Wealth management
Saving savvy tips

Glenn Pratt, Product Manager for Savings at Standard Bank, outlines some ways to make saving a greater part of your life.

Make a plan
Priority one is to control your expenditure: stop non-essential borrowing and spending (like retail therapy!), and get your debt repayments up to date.
Use six month statements for all accounts to establish actual income and expenditure. Draft an objective budget, identify expenditure that you should save for rather than borrow, use all discounts available to you. You will be amazed at the waste and the money saved should go straight into savings.
Start with attainable short-term goals (next year’s school fees) before moving onto bigger, long-term goals (buying a new car). Like exercising, the hard part is starting but, once the habit has set in, getting marathon fit comes naturally.
Once you have a rainy-day fund at least, get expert advice on the next steps into retirement savings and investments. (Your rainy-day fund should be your first priority to minimising budget shocks that could disrupt your financial plans).

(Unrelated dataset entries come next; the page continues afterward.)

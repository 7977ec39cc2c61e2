pub mod error;
pub mod form_model;
pub mod hidden_frame;
pub mod settle;
pub mod submission_coordinator;
pub mod survey_controller;
pub mod transport;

Baby steps! Establishing the discipline is more important than the amount saved initially. Once the savings habit is firmly part of your normal budget you are ready to move up.

Waste not want not
If you tend to overspend, remove temptation by cutting up your cards. A card re-issue is a lot cheaper than a bigger pile of debt.
Do not use credit for day-to-day expenses (unless you settle the card in full every month). If you do, you are creating a debt trap.
Settle expensive, short term debt like cards and overdrafts urgently.
Stop waste immediately, no matter how small. Like debt, it adds up.
Make your money work for you. Don’t leave large credit balances in your cheque or credit card account where it earns virtually no interest.
Explore every discount you can get, including tax rebates, cash discounts, discounts for paying early and so on.
Review your budget and finances regularly. Make your insurance broker and financial advisor work for the commissions they earn from your business.
Don’t be tempted to draw on your savings early. Discipline and patience will pay off in the long run.

Other considerations
  • Form a group to save with people who share your interests. Members of the group will help one another stay focussed on the task at hand: saving. Examples are holiday clubs and investment clubs.

  • Don’t draw up your budget without the help of others in your household. You will struggle to save if your financial plans are not aligned.

  • Make your budget a statement of fact and not a wish list. Use actual records for an honest view of what you earn and what you spend.

  • Look after what you have and make it stretch. Live within your means and get the Joneses out of your finances.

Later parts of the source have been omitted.